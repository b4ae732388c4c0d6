//! Human-readable metadata report.
//!
//! Renders one `key: value` line per present field, in a fixed order. In
//! strict mode a metadata tag without an interpretation fails the whole
//! report instead of being skipped.

use std::fmt::Write;

use crate::mld::codec::text;
use crate::mld::types::error::{MldError, Result};
use crate::mld::types::models::MldDocument;

/// Report configuration.
#[derive(Debug, Clone, Copy, PartialEq, Eq)]
pub struct ReportOptions {
    /// Fail with [`MldError::UnrecognizedField`] on unknown metadata tags.
    pub strict: bool,
}

impl Default for ReportOptions {
    fn default() -> Self {
        Self { strict: true }
    }
}

/// Renders the full metadata report for a decoded document.
pub fn render(doc: &MldDocument, options: &ReportOptions) -> Result<String> {
    let fields = doc.fields();

    if options.strict {
        if let Some((tag, _)) = fields.unrecognized.first() {
            return Err(MldError::UnrecognizedField { tag: tag.to_string() });
        }
    }

    let mut out = String::new();
    let mut line = |key: &str, value: &dyn std::fmt::Display| {
        let _ = writeln!(out, "{}: {}", key, value);
    };

    if let Some(title) = &fields.title {
        line("title", title);
    }
    let major = doc.major_type();
    line("data_type_major", &format_args!("{} ({})", doc.data_type_major, major.label()));
    let minor = doc.minor_type();
    line("data_type_minor", &format_args!("{} ({})", doc.data_type_minor, minor.label()));
    line(
        "number_of_tracks",
        &format_args!("{} ({} chords)", doc.number_of_tracks, doc.chord_count()),
    );

    if let Some(source) = &fields.source {
        line("from", &format_args!("{} ({})", source.bits, source.origin.description()));
        line("isProtected", &source.protected);
    }
    if let Some(version) = &fields.version {
        line("MFi Version", version);
    }
    if let Some(date) = &fields.date {
        line("date", date);
    }
    if let Some(copyright) = &fields.copyright {
        line("copyright", copyright);
    }
    if let Some(generator) = &fields.generator {
        line("plugin", generator);
    }
    if let Some(provider) = &fields.provider {
        line("provider", &text::escape_bytes(provider));
    }
    if let Some(note) = &fields.note_length {
        line("note", note);
    }
    if let Some(exst) = &fields.extended_status_length {
        line("exst", exst);
    }
    if let Some(author) = &fields.author {
        line("author", &text::escape_bytes(author));
    }
    if let Some(ainf) = &fields.ainf {
        line("ainf", &text::escape_bytes(ainf));
    }
    if let Some(thrd) = &fields.thrd {
        line("thrd", &text::escape_bytes(thrd));
    }
    if let Some(cuep) = &fields.cue_point {
        line("cuep", &text::escape_bytes(cuep));
    }

    for (tag, payload) in &fields.unrecognized {
        let value = payload.as_deref().map(text::escape_bytes).unwrap_or_default();
        line(&format!("unknown {}", tag), &value);
    }

    Ok(out)
}
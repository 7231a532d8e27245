use std::sync::Arc;

use aws_sdk_s3::Client as S3Client;

use photo_api::{
    gallery::PhotoGallery,
    photo_storage::{ObjectStore, S3ObjectStore},
    server,
    types::Environment,
};
use tracing::info;
use tracing_subscriber::{fmt, EnvFilter};

#[tokio::main]
async fn main() -> anyhow::Result<()> {
    let environment = Environment::from_env();

    // JSON logs for staging/production (Datadog), regular format for development
    if environment.json_logs() {
        fmt()
            .json()
            .with_env_filter(EnvFilter::from_default_env())
            .init();
    } else {
        fmt().with_env_filter(EnvFilter::from_default_env()).init();
    }

    info!("Starting Photo Gallery API in {:?} environment", environment);

    let gallery_config = environment.gallery_config()?;

    let s3_client = Arc::new(S3Client::from_conf(environment.s3_client_config().await));
    let store: Arc<dyn ObjectStore> = Arc::new(S3ObjectStore::new(s3_client));
    let gallery = Arc::new(PhotoGallery::new(store, gallery_config));

    info!(
        "✅ Serving photos from bucket {} with {}s signed URLs",
        gallery.config().bucket_name(),
        gallery.config().url_expiry().as_secs()
    );

    server::start(environment, gallery).await
}
//! Photo Gallery API: signed URLs for the photos in an S3 bucket

#![deny(clippy::all, clippy::pedantic, clippy::nursery, dead_code)]

/// Signed-URL photo listing
pub mod gallery;

/// Object storage abstraction and its S3 implementation
pub mod photo_storage;

/// HTTP routes
pub mod routes;

/// HTTP server setup
pub mod server;

/// Configuration and error types
pub mod types;
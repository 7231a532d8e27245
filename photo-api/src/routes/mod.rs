mod docs;
mod health;
pub mod photos;

use aide::axum::{routing::get, ApiRouter};

/// Creates the router with all handler routes
pub fn handler() -> ApiRouter {
    ApiRouter::new()
        .merge(docs::handler())
        .api_route("/health", get(health::handler))
        .api_route("/getAllPhotos", get(photos::list_photos))
        .api_route("/getPhoto/{photoName}", get(photos::get_photo))
}
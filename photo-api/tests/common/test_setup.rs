use std::sync::Arc;

use axum::{body::Body, http::Request, response::Response, Router};
use http_body_util::BodyExt;
use photo_api::{
    gallery::PhotoGallery,
    photo_storage::InMemoryObjectStore,
    server,
    types::{Environment, GalleryConfig},
};
use tower::ServiceExt;

pub const TEST_BUCKET: &str = "simple-app-photos";

/// Setup test environment with tracing
pub fn setup_test_env() {
    tracing_subscriber::fmt()
        .with_max_level(tracing::Level::DEBUG)
        .with_test_writer()
        .try_init()
        .ok();
}

/// Router wired to an in-memory object store
pub struct TestContext {
    pub router: Router,
    pub store: Arc<InMemoryObjectStore>,
}

impl TestContext {
    pub fn new<I, K>(keys: I) -> Self
    where
        I: IntoIterator<Item = K>,
        K: Into<String>,
    {
        Self::with_environment(Environment::Development, keys)
    }

    pub fn with_environment<I, K>(environment: Environment, keys: I) -> Self
    where
        I: IntoIterator<Item = K>,
        K: Into<String>,
    {
        setup_test_env();

        let store = Arc::new(InMemoryObjectStore::with_keys(keys));
        let config = GalleryConfig::new(TEST_BUCKET).expect("test bucket name is valid");
        let gallery = Arc::new(PhotoGallery::new(store.clone(), config));

        Self {
            router: server::router(environment, gallery),
            store,
        }
    }

    pub async fn send_get_request(&self, route: &str) -> Response {
        let request = Request::builder()
            .uri(route)
            .method("GET")
            .body(Body::empty())
            .expect("Failed to build request");

        self.send_request(request).await
    }

    pub async fn send_request(&self, request: Request<Body>) -> Response {
        self.router
            .clone()
            .oneshot(request)
            .await
            .expect("Failed to send request")
    }
}

/// Parse response body to JSON
pub async fn parse_response_body(response: Response) -> serde_json::Value {
    let body = response.into_body().collect().await.unwrap().to_bytes();
    serde_json::from_slice(&body).unwrap()
}

/// Read response body as UTF-8 text
pub async fn response_text(response: Response) -> String {
    let body = response.into_body().collect().await.unwrap().to_bytes();
    String::from_utf8(body.to_vec()).unwrap()
}
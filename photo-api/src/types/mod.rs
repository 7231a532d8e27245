mod config;
mod environment;
mod error;

pub use config::{ConfigError, GalleryConfig, SIGNED_URL_EXPIRY};
pub use environment::Environment;
pub use error::AppError;
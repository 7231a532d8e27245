use std::sync::Arc;

use axum::{extract::Path, Extension, Json};
use schemars::JsonSchema;
use serde::Deserialize;
use tracing::instrument;

use crate::{
    gallery::{PhotoGallery, SignedPhotoUrl},
    types::AppError,
};

#[derive(Debug, Deserialize, JsonSchema)]
pub struct PhotoPath {
    /// Object key of the photo
    #[serde(rename = "photoName")]
    pub photo_name: String,
}

/// Lists every photo in the bucket with a signed URL
///
/// Each URL stays valid for 24 hours. If listing or any signature fails
/// the request fails as a whole and the store's error message is
/// returned as the body.
#[instrument(skip(gallery))]
pub async fn list_photos(
    Extension(gallery): Extension<Arc<PhotoGallery>>,
) -> Result<Json<Vec<SignedPhotoUrl>>, AppError> {
    let photos = gallery.list_photos().await?;

    tracing::info!("Signed {} photo URLs", photos.len());

    Ok(Json(photos))
}

/// Returns a signed URL for a single photo
///
/// The photo is not checked for existence, so an unknown name still gets
/// a URL, which fails when fetched.
#[instrument(skip(gallery))]
pub async fn get_photo(
    Extension(gallery): Extension<Arc<PhotoGallery>>,
    Path(path): Path<PhotoPath>,
) -> Result<Json<SignedPhotoUrl>, AppError> {
    let photo = gallery.get_photo(&path.photo_name).await?;

    Ok(Json(photo))
}
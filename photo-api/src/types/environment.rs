//! Environment configuration for different deployment stages

use std::env;
use std::time::Duration;

use aws_config::{retry::RetryConfig, timeout::TimeoutConfig, BehaviorVersion};

use super::{ConfigError, GalleryConfig};

/// Application environment configuration
#[derive(Debug, Clone, Copy, PartialEq, Eq)]
pub enum Environment {
    /// Production environment
    Production,
    /// Staging environment
    Staging,
    /// Development environment (uses `LocalStack`)
    Development,
}

impl Environment {
    /// Creates an Environment from the `APP_ENV` environment variable
    ///
    /// # Panics
    ///
    /// Panics if `APP_ENV` contains an invalid value
    #[must_use]
    pub fn from_env() -> Self {
        let env = env::var("APP_ENV")
            .unwrap_or_else(|_| "development".to_string())
            .trim()
            .to_lowercase();

        match env.as_str() {
            "production" => Self::Production,
            "staging" => Self::Staging,
            "development" => Self::Development,
            _ => panic!("Invalid environment: {env}"),
        }
    }

    /// Returns the photo bucket name from `PHOTO_BUCKET_NAME`
    ///
    /// # Errors
    ///
    /// Returns `ConfigError::MissingBucketName` if the variable is not set
    pub fn photo_bucket_name(&self) -> Result<String, ConfigError> {
        env::var("PHOTO_BUCKET_NAME").map_err(|_| ConfigError::MissingBucketName)
    }

    /// Resolves the gallery configuration for this environment
    ///
    /// # Errors
    ///
    /// Returns a `ConfigError` if the bucket name is missing or blank
    pub fn gallery_config(&self) -> Result<GalleryConfig, ConfigError> {
        GalleryConfig::new(self.photo_bucket_name()?)
    }

    /// Whether to show API docs
    #[must_use]
    pub const fn show_api_docs(&self) -> bool {
        matches!(self, Self::Development | Self::Staging)
    }

    /// Whether logs should be emitted as JSON
    #[must_use]
    pub const fn json_logs(&self) -> bool {
        matches!(self, Self::Production | Self::Staging)
    }

    /// Returns the endpoint URL to use for AWS services
    #[must_use]
    pub const fn override_aws_endpoint_url(&self) -> Option<&str> {
        match self {
            // Regular AWS endpoints for production and staging
            Self::Production | Self::Staging => None,
            // LocalStack endpoint for development
            Self::Development => Some("http://localhost:4566"),
        }
    }

    /// AWS configuration with retry and timeout settings
    pub async fn aws_config(&self) -> aws_config::SdkConfig {
        let retry_config = RetryConfig::standard()
            .with_max_attempts(3)
            .with_initial_backoff(Duration::from_millis(50));

        let timeout_config = TimeoutConfig::builder()
            .operation_timeout(Duration::from_secs(30))
            .build();

        let mut config_builder = aws_config::load_defaults(BehaviorVersion::latest())
            .await
            .to_builder()
            .retry_config(retry_config)
            .timeout_config(timeout_config);

        if let Some(endpoint_url) = self.override_aws_endpoint_url() {
            config_builder = config_builder.endpoint_url(endpoint_url);
        }

        config_builder.build()
    }

    /// AWS S3 service configuration
    pub async fn s3_client_config(&self) -> aws_sdk_s3::Config {
        let aws_config = self.aws_config().await;
        let s3_config: aws_sdk_s3::Config = (&aws_config).into();
        let mut builder = s3_config.to_builder();

        // LocalStack only serves path-style bucket addressing
        if matches!(self, Self::Development) {
            builder.set_force_path_style(Some(true));
        }

        builder.build()
    }
}
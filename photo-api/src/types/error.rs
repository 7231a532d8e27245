//! Universal error handling for the API

use aide::OperationOutput;
use axum::{
    http::StatusCode,
    response::{IntoResponse, Response},
};

use crate::photo_storage::StoreError;

/// Application error rendered as a plain-text body holding the message
#[derive(Debug, Clone, PartialEq, Eq)]
pub struct AppError {
    status: StatusCode,
    message: String,
}

impl AppError {
    /// Create a new application error
    #[must_use]
    pub fn new(status: StatusCode, message: impl Into<String>) -> Self {
        Self {
            status,
            message: message.into(),
        }
    }

    /// HTTP status of the response
    #[must_use]
    pub const fn status(&self) -> StatusCode {
        self.status
    }

    /// Message sent as the response body
    #[must_use]
    pub fn message(&self) -> &str {
        &self.message
    }
}

impl IntoResponse for AppError {
    fn into_response(self) -> Response {
        // Log the error based on status code
        match self.status.as_u16() {
            400..=499 => tracing::warn!("Client error: {} - {}", self.status, self.message),
            500..=599 => tracing::error!("Server error: {} - {}", self.status, self.message),
            _ => {}
        }

        (self.status, self.message).into_response()
    }
}

/// Store failures surface their raw message; only a malformed key is the
/// caller's fault
impl From<StoreError> for AppError {
    fn from(err: StoreError) -> Self {
        let status = match &err {
            StoreError::InvalidKey(_) => StatusCode::BAD_REQUEST,
            StoreError::ListFailed(_) | StoreError::SignFailed(_) | StoreError::ConfigError(_) => {
                StatusCode::INTERNAL_SERVER_ERROR
            }
        };

        Self::new(status, err.to_string())
    }
}

impl OperationOutput for AppError {
    type Inner = String;

    fn operation_response(
        ctx: &mut aide::generate::GenContext,
        operation: &mut aide::openapi::Operation,
    ) -> Option<aide::openapi::Response> {
        String::operation_response(ctx, operation)
    }
}
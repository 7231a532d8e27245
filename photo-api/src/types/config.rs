//! Gallery configuration resolved once at startup

use std::time::Duration;

use thiserror::Error;

/// How long a signed photo URL stays valid
pub const SIGNED_URL_EXPIRY: Duration = Duration::from_secs(24 * 60 * 60);

/// Errors raised while resolving startup configuration
#[derive(Error, Debug, Clone, PartialEq, Eq)]
pub enum ConfigError {
    /// `PHOTO_BUCKET_NAME` is not set
    #[error("PHOTO_BUCKET_NAME environment variable is not set")]
    MissingBucketName,

    /// `PHOTO_BUCKET_NAME` is set but blank
    #[error("PHOTO_BUCKET_NAME environment variable is empty")]
    EmptyBucketName,
}

/// Settings the photo handlers need: which bucket to read and how long
/// the URLs they hand out stay valid
#[derive(Debug, Clone, PartialEq, Eq)]
pub struct GalleryConfig {
    bucket_name: String,
    url_expiry: Duration,
}

impl GalleryConfig {
    /// Creates a config for `bucket_name` with the standard 24 hour expiry
    ///
    /// # Errors
    ///
    /// Returns `ConfigError::EmptyBucketName` if the name is blank
    pub fn new(bucket_name: impl Into<String>) -> Result<Self, ConfigError> {
        let bucket_name = bucket_name.into().trim().to_string();
        if bucket_name.is_empty() {
            return Err(ConfigError::EmptyBucketName);
        }

        Ok(Self {
            bucket_name,
            url_expiry: SIGNED_URL_EXPIRY,
        })
    }

    /// Bucket holding the photos
    #[must_use]
    pub fn bucket_name(&self) -> &str {
        &self.bucket_name
    }

    /// Validity window of signed URLs
    #[must_use]
    pub const fn url_expiry(&self) -> Duration {
        self.url_expiry
    }
}

#[cfg(test)]
mod tests {
    use super::*;

    #[test]
    fn test_gallery_config_uses_one_day_expiry() {
        let config = GalleryConfig::new("photos").unwrap();

        assert_eq!(config.bucket_name(), "photos");
        assert_eq!(config.url_expiry().as_secs(), 86_400);
    }

    #[test]
    fn test_gallery_config_trims_bucket_name() {
        let config = GalleryConfig::new("  photos \n").unwrap();
        assert_eq!(config.bucket_name(), "photos");
    }

    #[test]
    fn test_gallery_config_rejects_blank_bucket_name() {
        assert_eq!(GalleryConfig::new(""), Err(ConfigError::EmptyBucketName));
        assert_eq!(GalleryConfig::new("   "), Err(ConfigError::EmptyBucketName));
    }
}
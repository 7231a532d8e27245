//! Object storage holding the gallery's photos

mod error;
#[cfg(any(test, feature = "test-utils"))]
mod in_memory;
mod s3;

use std::time::Duration;

use async_trait::async_trait;

pub use error::{StoreError, StoreResult};
#[cfg(any(test, feature = "test-utils"))]
pub use in_memory::{InMemoryObjectStore, SignRequest};
pub use s3::S3ObjectStore;

/// A stored photo, identified by its key
#[derive(Debug, Clone, PartialEq, Eq)]
pub struct PhotoObject {
    /// Object key, doubling as the photo's filename
    pub key: String,
}

impl PhotoObject {
    /// Creates a photo object for `key`
    #[must_use]
    pub fn new(key: impl Into<String>) -> Self {
        Self { key: key.into() }
    }
}

/// Blob storage that can enumerate a bucket and hand out time-limited
/// retrieval URLs
#[async_trait]
pub trait ObjectStore: Send + Sync {
    /// Lists every object in `bucket` in the store's native order
    ///
    /// # Errors
    ///
    /// Returns `StoreError::ListFailed` if enumeration fails
    async fn list(&self, bucket: &str) -> StoreResult<Vec<PhotoObject>>;

    /// Produces a URL granting read access to `key` for `expires_in`
    ///
    /// The key is not checked for existence.
    ///
    /// # Errors
    ///
    /// Returns `StoreError::SignFailed` or `StoreError::ConfigError` if the
    /// URL cannot be produced
    async fn sign_retrieval_url(
        &self,
        bucket: &str,
        key: &str,
        expires_in: Duration,
    ) -> StoreResult<String>;
}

● ● ●

Task directions
The lines to return begin at the first line of the records and end at the line holding "let major = doc.major_type();"; please return them exactly, including both, and nothing beyond.

Exercise result
repository b4ae732388c4c0d6
//! Human-readable metadata report.
//!
//! Renders one `key: value` line per present field, in a fixed order. In
//! strict mode a metadata tag without an interpretation fails the whole
//! report instead of being skipped.

use std::fmt::Write;

use crate::mld::codec::text;
use crate::mld::types::error::{MldError, Result};
use crate::mld::types::models::MldDocument;

/// Report configuration.
#[derive(Debug, Clone, Copy, PartialEq, Eq)]
pub struct ReportOptions {
    /// Fail with [`MldError::UnrecognizedField`] on unknown metadata tags.
    pub strict: bool,
}

impl Default for ReportOptions {
    fn default() -> Self {
        Self { strict: true }
    }
}

/// Renders the full metadata report for a decoded document.
pub fn render(doc: &MldDocument, options: &ReportOptions) -> Result<String> {
    let fields = doc.fields();

    if options.strict {
        if let Some((tag, _)) = fields.unrecognized.first() {
            return Err(MldError::UnrecognizedField { tag: tag.to_string() });
        }
    }

    let mut out = String::new();
    let mut line = |key: &str, value: &dyn std::fmt::Display| {
        let _ = writeln!(out, "{}: {}", key, value);
    };

    if let Some(title) = &fields.title {
        line("title", title);
    }
    let major = doc.major_type();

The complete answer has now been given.